7. WASHINGTON WIZARDS: Everything worked out exactly as the Wizards planned it, with them taking shooting guard Bradley Beal with the third pick. There was a lot of worry this week in D.C. when rumors circulated that other teams were trading up to Charlotte's No. 2 spot to take Beal. It resulted in nothing, however, and the Wizards can now place the 19-year-old Beal alongside the 21-year-old John Wall as their backcourt of the future. Now that Washington has added Nene, Emeka Okafor and Trevor Ariza, the youngsters have some vets to teach them how to win. Good moves, Washington. Also a nice reserve addition at No. 32 in shooting guard Tomas Satoransky, who hails from the Czech Repulic and is a friend of fellow countryman Jan Vesely, last year's first-round draft pick.

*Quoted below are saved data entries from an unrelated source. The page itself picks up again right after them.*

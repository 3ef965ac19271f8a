//! Self-pipe completion signal for platforms without eventfd

use super::wait_readable;
use mkjobs_core::{kerror, EngineError};
use nix::errno::Errno;
use std::os::unix::io::RawFd;

pub struct PipeSignal {
    read_fd: RawFd,
    write_fd: RawFd,
}

fn set_flags(fd: RawFd) -> Result<(), Errno> {
    unsafe {
        let fl = libc::fcntl(fd, libc::F_GETFL);
        if fl < 0 || libc::fcntl(fd, libc::F_SETFL, fl | libc::O_NONBLOCK) < 0 {
            return Err(Errno::last());
        }
        let fd_fl = libc::fcntl(fd, libc::F_GETFD);
        if fd_fl < 0 || libc::fcntl(fd, libc::F_SETFD, fd_fl | libc::FD_CLOEXEC) < 0 {
            return Err(Errno::last());
        }
    }
    Ok(())
}

impl PipeSignal {
    pub fn create() -> Result<Self, EngineError> {
        let mut fds = [0 as RawFd; 2];
        if unsafe { libc::pipe(fds.as_mut_ptr()) } < 0 {
            return Err(EngineError::Notify(Errno::last() as i32));
        }
        let signal = Self { read_fd: fds[0], write_fd: fds[1] };
        for fd in fds {
            set_flags(fd).map_err(|e| EngineError::Notify(e as i32))?;
        }
        Ok(signal)
    }

    pub fn fd(&self) -> RawFd {
        self.read_fd
    }

    pub fn signal(&self) {
        let byte = 1u8;
        let ret = unsafe { libc::write(self.write_fd, &byte as *const u8 as *const libc::c_void, 1) };
        if ret < 0 {
            let err = Errno::last();
            // Pipe full: plenty of wakeups already pending
            if err != Errno::EAGAIN {
                kerror!("completion signal write failed: {}", err);
            }
        }
    }

    pub fn drain(&self) -> bool {
        let mut buf = [0u8; 64];
        let mut any = false;
        loop {
            let ret = unsafe {
                libc::read(self.read_fd, buf.as_mut_ptr() as *mut libc::c_void, buf.len())
            };
            if ret <= 0 {
                return any;
            }
            any = true;
        }
    }

    pub fn wait(&self) -> Result<(), Errno> {
        wait_readable(self.read_fd)?;
        self.drain();
        Ok(())
    }
}

impl Drop for PipeSignal {
    fn drop(&mut self) {
        unsafe {
            libc::close(self.read_fd);
            libc::close(self.write_fd);
        }
    }
}
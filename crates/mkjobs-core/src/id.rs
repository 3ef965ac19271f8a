//! Job identifier type

use core::fmt;
use core::num::NonZeroUsize;

/// Identity of a submitted job
///
/// The value is the address of the job's descriptor, which stays pinned on
/// the heap from submission until the job is handed back by `try_wait`.
/// An id is therefore never shared by two live jobs, but may be reused
/// once the job it named has been retrieved.
#[derive(Clone, Copy, PartialEq, Eq, PartialOrd, Ord, Hash)]
#[repr(transparent)]
pub struct JobId(NonZeroUsize);

impl JobId {
    /// Build an id from a descriptor address
    #[inline]
    pub fn from_addr<T>(ptr: *const T) -> Self {
        // Box addresses are never null
        JobId(NonZeroUsize::new(ptr as usize).unwrap_or(NonZeroUsize::MIN))
    }

    /// Build an id from a raw value (0 is not a valid id)
    #[inline]
    pub const fn from_raw(raw: usize) -> Option<Self> {
        match NonZeroUsize::new(raw) {
            Some(v) => Some(JobId(v)),
            None => None,
        }
    }

    /// Get the raw value
    #[inline]
    pub const fn as_usize(self) -> usize {
        self.0.get()
    }
}

impl fmt::Debug for JobId {
    fn fmt(&self, f: &mut fmt::Formatter<'_>) -> fmt::Result {
        write!(f, "JobId({:#x})", self.0)
    }
}

impl fmt::Display for JobId {
    fn fmt(&self, f: &mut fmt::Formatter<'_>) -> fmt::Result {
        write!(f, "{:#x}", self.0)
    }
}
//! Processor topology detection and CPU affinity
//!
//! On Linux the topology is the set of NUMA nodes from sysfs, restricted
//! to the CPUs this process may run on. Elsewhere every processor goes in
//! one group. Affinity failures are never fatal: sandboxes and containers
//! often forbid them.

use mkjobs_core::{kdebug, Topology};
use nix::errno::Errno;

fn available_cpus() -> usize {
    std::thread::available_parallelism().map(|n| n.get()).unwrap_or(1)
}

cfg_if::cfg_if! {
    if #[cfg(target_os = "linux")] {
        use mkjobs_core::topology::parse_cpu_list;
        use nix::sched::{sched_getaffinity, sched_setaffinity, CpuSet};
        use nix::unistd::Pid;

        const NODE_DIR: &str = "/sys/devices/system/node";

        /// A set of CPUs a thread or process may run on
        #[derive(Clone, Copy)]
        pub struct CpuMask {
            set: CpuSet,
        }

        impl CpuMask {
            pub fn from_cpus(cpus: &[usize]) -> Self {
                let mut set = CpuSet::new();
                for &cpu in cpus {
                    // Out-of-range CPUs are dropped
                    let _ = set.set(cpu);
                }
                Self { set }
            }

            pub fn contains(&self, cpu: usize) -> bool {
                self.set.is_set(cpu).unwrap_or(false)
            }
        }

        /// Restrict the calling thread to `mask`
        pub fn pin_current_thread(mask: &CpuMask) -> Result<(), Errno> {
            sched_setaffinity(Pid::from_raw(0), &mask.set)
        }

        fn allowed_cpus() -> Vec<usize> {
            match sched_getaffinity(Pid::from_raw(0)) {
                Ok(set) => (0..CpuSet::count())
                    .filter(|&cpu| set.is_set(cpu).unwrap_or(false))
                    .collect(),
                Err(_) => Vec::new(),
            }
        }

        fn numa_nodes() -> Vec<(usize, Vec<usize>)> {
            let mut nodes = Vec::new();
            let entries = match std::fs::read_dir(NODE_DIR) {
                Ok(entries) => entries,
                Err(_) => return nodes,
            };
            for entry in entries.flatten() {
                let name = entry.file_name();
                let id = match name.to_str().and_then(|n| n.strip_prefix("node")) {
                    Some(rest) => match rest.parse::<usize>() {
                        Ok(id) => id,
                        Err(_) => continue,
                    },
                    None => continue,
                };
                if let Ok(list) = std::fs::read_to_string(entry.path().join("cpulist")) {
                    nodes.push((id, parse_cpu_list(&list)));
                }
            }
            nodes.sort_by_key(|(id, _)| *id);
            nodes
        }

        /// Processor groups visible to this process
        pub fn detect_topology() -> Topology {
            let allowed = allowed_cpus();
            let groups: Vec<Vec<usize>> = numa_nodes()
                .into_iter()
                .map(|(_, cpus)| {
                    if allowed.is_empty() {
                        cpus
                    } else {
                        cpus.into_iter().filter(|c| allowed.contains(c)).collect()
                    }
                })
                .filter(|cpus: &Vec<usize>| !cpus.is_empty())
                .collect();

            let topology = if !groups.is_empty() {
                Topology::new(groups)
            } else if !allowed.is_empty() {
                Topology::new(vec![allowed])
            } else {
                Topology::single(available_cpus())
            };
            kdebug!(
                "topology: {} group(s), {} processor(s)",
                topology.group_count(),
                topology.total_processors()
            );
            topology
        }

        /// Runs in the forked child before exec; async-signal-safe calls only
        pub(crate) fn configure_child(mask: Option<&CpuMask>, nice: Option<i32>) {
            if let Some(mask) = mask {
                let _ = sched_setaffinity(Pid::from_raw(0), &mask.set);
            }
            if let Some(nice) = nice {
                unsafe {
                    libc::setpriority(libc::PRIO_PROCESS, 0, nice);
                }
            }
        }
    } else {
        /// Placeholder mask: affinity is not applied on this platform
        #[derive(Clone, Copy)]
        pub struct CpuMask;

        impl CpuMask {
            pub fn from_cpus(_cpus: &[usize]) -> Self {
                CpuMask
            }

            pub fn contains(&self, _cpu: usize) -> bool {
                true
            }
        }

        pub fn pin_current_thread(_mask: &CpuMask) -> Result<(), Errno> {
            Ok(())
        }

        pub fn detect_topology() -> Topology {
            let topology = Topology::single(available_cpus());
            kdebug!("topology: single group of {}", topology.total_processors());
            topology
        }

        pub(crate) fn configure_child(_mask: Option<&CpuMask>, nice: Option<i32>) {
            if let Some(nice) = nice {
                unsafe {
                    libc::setpriority(libc::PRIO_PROCESS, 0, nice);
                }
            }
        }
    }
}
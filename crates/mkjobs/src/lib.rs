//! # mkjobs - parallel process launcher for build tools
//!
//! A build engine decides *what* to run; mkjobs runs it. Each job is handed
//! by pointer to a worker thread through a lock-free stack. The worker
//! resolves the executable, starts the process on its processor group,
//! waits for it and pushes the result to a single completion stack that
//! the engine drains.
//!
//! ## Quick Start
//!
//! ```ignore
//! use mkjobs::{lifecycle, OwnerRef};
//!
//! fn main() -> mkjobs::Result<()> {
//!     lifecycle::init(4)?;
//!     let args = vec!["cc".to_string(), "-c".to_string(), "main.c".to_string()];
//!     lifecycle::submit_process(&args, None, "/bin/sh", OwnerRef(1))?;
//!     while let Some((_, result, owner)) = lifecycle::try_wait(true)? {
//!         println!("target {} finished: {}", owner.0, result);
//!     }
//!     lifecycle::shutdown()
//! }
//! ```
//!
//! ## Architecture
//!
//! ```text
//! ┌─────────────────────────────────────────────────────────────┐
//! │                     Build engine                            │
//! │        submit_*(), cancel(), try_wait(), waitable           │
//! └─────────────────────────────────────────────────────────────┘
//!                              │ Box<JobDescriptor>
//!                              ▼
//! ┌─────────────────────────────────────────────────────────────┐
//! │                      WorkerPool                             │
//! │      claim idle worker / grow to cap / least loaded         │
//! └─────────────────────────────────────────────────────────────┘
//!          │                   │                   │
//!          ▼                   ▼                   ▼
//!    ┌───────────┐      ┌───────────┐      ┌───────────┐
//!    │  Worker   │      │  Worker   │      │  Worker   │
//!    │ launch +  │      │ launch +  │      │ launch +  │
//!    │   wait    │      │   wait    │      │   wait    │
//!    └───────────┘      └───────────┘      └───────────┘
//!          │                   │                   │
//!          └───────────────────┼───────────────────┘
//!                              ▼
//!    ┌─────────────────────────────────────────────────────────┐
//!    │     CompletionChannel: stack + pending + waitable fd    │
//!    └─────────────────────────────────────────────────────────┘
//! ```

pub mod lifecycle;

pub use lifecycle::OwnerRef;

pub use mkjobs_core::{
    constants, kdebug, kerror, kinfo, kprint, ktrace, kwarn, quote_args, split_command_line,
    CommandLine, ConfigError, EngineError, EnvBlock, ExitResult, JobError, JobId, LaunchError,
    QuoteDialect, Result, Topology,
};

pub use mkjobs_runtime::{
    detect_topology, ExternalJob, JobEngine, JobRequest, NativeWaitable, PoolConfig, PoolStats,
    ProcessHandle,
};
//! Worker wake signals
//!
//! Each worker owns one signal. It holds a single wake token: `notify`
//! sets it, `wait` consumes it, so a notify that lands before the worker
//! goes to sleep is never lost. Repeated notifies collapse into one token.

use std::time::Duration;

/// Per-worker sleep/wake primitive
pub trait WakeSignal: Send + Sync {
    /// Sleep until the token is set or the timeout expires
    ///
    /// Returns `true` if a token was consumed. Callers re-check for work
    /// either way.
    fn wait(&self, timeout: Option<Duration>) -> bool;

    /// Set the token and wake the waiter, if any
    fn notify(&self);
}

cfg_if::cfg_if! {
    if #[cfg(target_os = "linux")] {
        mod futex_linux;
        pub use futex_linux::FutexSignal as PlatformWakeSignal;
    } else {
        mod fallback;
        pub use fallback::CondvarSignal as PlatformWakeSignal;
    }
}
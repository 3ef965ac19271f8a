//! eventfd completion signal
//!
//! Counter semantics: any number of writes before the consumer reads
//! yield a single readable event.

use super::wait_readable;
use mkjobs_core::{kerror, EngineError};
use nix::errno::Errno;
use std::os::unix::io::RawFd;

pub struct EventFdSignal {
    fd: RawFd,
}

impl EventFdSignal {
    pub fn create() -> Result<Self, EngineError> {
        let fd = unsafe { libc::eventfd(0, libc::EFD_NONBLOCK | libc::EFD_CLOEXEC) };
        if fd < 0 {
            return Err(EngineError::Notify(Errno::last() as i32));
        }
        Ok(Self { fd })
    }

    /// Raw descriptor, readable while a completion is pending
    pub fn fd(&self) -> RawFd {
        self.fd
    }

    pub fn signal(&self) {
        let val: u64 = 1;
        let ret = unsafe {
            libc::write(
                self.fd,
                &val as *const u64 as *const libc::c_void,
                std::mem::size_of::<u64>(),
            )
        };
        if ret < 0 {
            let err = Errno::last();
            // Counter saturated: a wakeup is already pending
            if err != Errno::EAGAIN {
                kerror!("completion signal write failed: {}", err);
            }
        }
    }

    /// Reset the counter; returns whether it was set
    pub fn drain(&self) -> bool {
        let mut val: u64 = 0;
        let ret = unsafe {
            libc::read(
                self.fd,
                &mut val as *mut u64 as *mut libc::c_void,
                std::mem::size_of::<u64>(),
            )
        };
        ret == std::mem::size_of::<u64>() as isize && val > 0
    }

    /// Sleep until signalled, consuming the signal
    pub fn wait(&self) -> Result<(), Errno> {
        wait_readable(self.fd)?;
        self.drain();
        Ok(())
    }
}

impl Drop for EventFdSignal {
    fn drop(&mut self) {
        if self.fd >= 0 {
            unsafe { libc::close(self.fd) };
            self.fd = -1;
        }
    }
}
//! Job descriptors and cancellation control
//!
//! A descriptor is boxed once at submission and moves by pointer: engine
//! to worker stack, worker to completion stack, completion stack back to
//! the engine. Its address is the job id.
//!
//! The cancel protocol runs on `JobControl::state`:
//!
//! ```text
//!   PENDING --launch--> RUNNING --exit observed--> EXITED
//!                        |   ^
//!              cancel CAS|   |restore
//!                        v   |
//!                     SIGNALLING
//! ```
//!
//! The signal is sent only while SIGNALLING is held, and the worker only
//! reaps after moving RUNNING to EXITED, so a signal can never hit a
//! recycled pid.

use crate::handle::{send_signal, ExternalJob, ProcessHandle};
use mkjobs_core::{kdebug, AtomicStack, ExitResult, JobId, StackLink, StackNode};
use nix::unistd::Pid;
use std::os::unix::io::RawFd;
use std::sync::atomic::{AtomicI32, AtomicU8, Ordering};
use std::sync::Arc;

const STATE_PENDING: u8 = 0;
const STATE_RUNNING: u8 = 1;
const STATE_SIGNALLING: u8 = 2;
const STATE_EXITED: u8 = 3;

const NO_SIGNAL: i32 = 0;

/// What the caller asks to run
pub enum JobRequest {
    /// Launch a process
    Spawn {
        args: Vec<String>,
        env: Option<Arc<[String]>>,
        shell: String,
    },
    /// Wait on an event owned by `ctx`
    ExternalEvent {
        wait_handle: RawFd,
        ctx: Arc<dyn ExternalJob>,
    },
    /// Wait on a child process started elsewhere
    NativeHandle(ProcessHandle),
    /// Run a command inside the build tool itself; has no executor here
    Builtin { name: String },
}

/// Cancellation state shared between the engine and the executing worker
pub(crate) struct JobControl {
    state: AtomicU8,
    pid: AtomicI32,
    signal: AtomicI32,
    external: Option<Arc<dyn ExternalJob>>,
}

impl JobControl {
    pub(crate) fn new() -> Self {
        Self {
            state: AtomicU8::new(STATE_PENDING),
            pid: AtomicI32::new(0),
            signal: AtomicI32::new(NO_SIGNAL),
            external: None,
        }
    }

    pub(crate) fn external(ctx: Arc<dyn ExternalJob>) -> Self {
        Self { external: Some(ctx), ..Self::new() }
    }

    /// Already running when submitted
    pub(crate) fn running(pid: Pid) -> Self {
        let control = Self::new();
        control.pid.store(pid.as_raw(), Ordering::SeqCst);
        control.state.store(STATE_RUNNING, Ordering::SeqCst);
        control
    }

    pub(crate) fn requested_signal(&self) -> Option<i32> {
        match self.signal.load(Ordering::SeqCst) {
            NO_SIGNAL => None,
            sig => Some(sig),
        }
    }

    /// Record `signal` and deliver it if the process is running
    ///
    /// A job not yet launched sees the request before launching; one
    /// already exited ignores it.
    pub(crate) fn request_cancel(&self, signal: i32) {
        self.signal.store(signal, Ordering::SeqCst);
        if let Some(ctx) = &self.external {
            ctx.request_kill(signal);
            return;
        }
        self.deliver(signal);
    }

    fn deliver(&self, signal: i32) {
        if self
            .state
            .compare_exchange(STATE_RUNNING, STATE_SIGNALLING, Ordering::SeqCst, Ordering::SeqCst)
            .is_ok()
        {
            let pid = Pid::from_raw(self.pid.load(Ordering::SeqCst));
            if let Err(e) = send_signal(pid, signal) {
                kdebug!("signal {} to pid {} failed: {}", signal, pid, e);
            }
            self.state.store(STATE_RUNNING, Ordering::SeqCst);
        }
    }

    /// The process is started; honour a cancel that raced with the launch
    pub(crate) fn mark_running(&self, pid: Pid) {
        self.pid.store(pid.as_raw(), Ordering::SeqCst);
        self.state.store(STATE_RUNNING, Ordering::SeqCst);
        if let Some(signal) = self.requested_signal() {
            self.deliver(signal);
        }
    }

    /// The process has exited but is not reaped; waits out an in-flight signal
    pub(crate) fn mark_exited(&self) {
        loop {
            let state = self.state.load(Ordering::SeqCst);
            if state == STATE_SIGNALLING {
                std::hint::spin_loop();
                continue;
            }
            if self
                .state
                .compare_exchange(state, STATE_EXITED, Ordering::SeqCst, Ordering::SeqCst)
                .is_ok()
            {
                return;
            }
        }
    }

    #[cfg(test)]
    pub(crate) fn is_exited(&self) -> bool {
        self.state.load(Ordering::SeqCst) == STATE_EXITED
    }
}

pub(crate) struct SpawnJob {
    pub(crate) args: Vec<String>,
    pub(crate) env: Option<Arc<[String]>>,
    pub(crate) shell: String,
}

pub(crate) struct ExternalEventJob {
    pub(crate) wait_handle: RawFd,
    pub(crate) ctx: Arc<dyn ExternalJob>,
}

pub(crate) enum JobKind {
    SpawnProcess(SpawnJob),
    AwaitExternalEvent(ExternalEventJob),
    AwaitNativeHandle(ProcessHandle),
}

impl JobKind {
    pub(crate) fn name(&self) -> &'static str {
        match self {
            JobKind::SpawnProcess(_) => "spawn",
            JobKind::AwaitExternalEvent(_) => "external-event",
            JobKind::AwaitNativeHandle(_) => "native-handle",
        }
    }
}

pub(crate) struct JobDescriptor<O> {
    link: StackLink<JobDescriptor<O>>,
    pub(crate) kind: JobKind,
    pub(crate) control: Arc<JobControl>,
    owner: O,
    result: Option<ExitResult>,
}

// Safety: `link` is only touched by `AtomicStack`
unsafe impl<O> StackNode for JobDescriptor<O> {
    fn link(&self) -> &StackLink<Self> {
        &self.link
    }
}

pub(crate) type JobStack<O> = AtomicStack<JobDescriptor<O>>;

impl<O> JobDescriptor<O> {
    pub(crate) fn new(kind: JobKind, control: Arc<JobControl>, owner: O) -> Box<Self> {
        Box::new(Self {
            link: StackLink::new(),
            kind,
            control,
            owner,
            result: None,
        })
    }

    pub(crate) fn id(&self) -> JobId {
        JobId::from_addr(self as *const Self)
    }

    /// Written exactly once, by the executing worker
    pub(crate) fn set_result(&mut self, result: ExitResult) {
        debug_assert!(self.result.is_none(), "job result written twice");
        self.result = Some(result);
    }

    /// Consume a completed descriptor
    pub(crate) fn into_completion(self: Box<Self>) -> (JobId, ExitResult, O) {
        let id = self.id();
        let result = self.result.unwrap_or_else(ExitResult::wait_failed);
        (id, result, self.owner)
    }
}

8. SACRAMENTO KINGS: I had power forward Thomas Robinson slotted at No. 5 on my NBAge Draft Rankings, so I was very pleased the Kings took him when he was available with the fifth pick, as opposed to taking, say, Andre Drummond or another reach at that slot. DeMarcus Cousins and Robinson should make a formidable frontline--at least offensively--for years to come.
9. CLEVELAND CAVALIERS: The Cavs are ranked this high because they added some quality players in shooting guard Dion Waiters at No. 4, center Tyler Zeller at No. 17 via a trade with Dallas and veteran guard Kelenna Azubuike, also picked up in that trade. But I would have rated Cleveland so much higher if they took risks and drafted on talent, rather than need. I mean, the Cavaliers easily could have taken Thomas Robinson with the 4th pick or Jared Sullinger with the 17th pick. Instead, they made the safe choices, unlike last year when their young, risky picks made them the kings of draft day.
10. MINNESOTA TIMBERWOLVES: The T-Wolves traded their 18th pick a few days ago to land Houston Rockets forward Chase Budinger, who in my opinion, has equivalent value to a No. 10 pick. Thus, Minnesota becomes a Top 10 team in these 2012 NBA Draft Power Rankings without even making an official first-round pick. Throw in wing Robbie Hummel with the 58th pick and Minny had itself a nice day without really showing up until the draft's final hour.
11. PHOENIX SUNS: Whether free agent Steve Nash stays or goes, Kendall Marshall--who was taken with the 13th pick--is the type of guy you want to entrust your team. It reminds me of the 1996-97 Suns who drafted Nash with the 15th pick, even though they already had Kevin Johnson.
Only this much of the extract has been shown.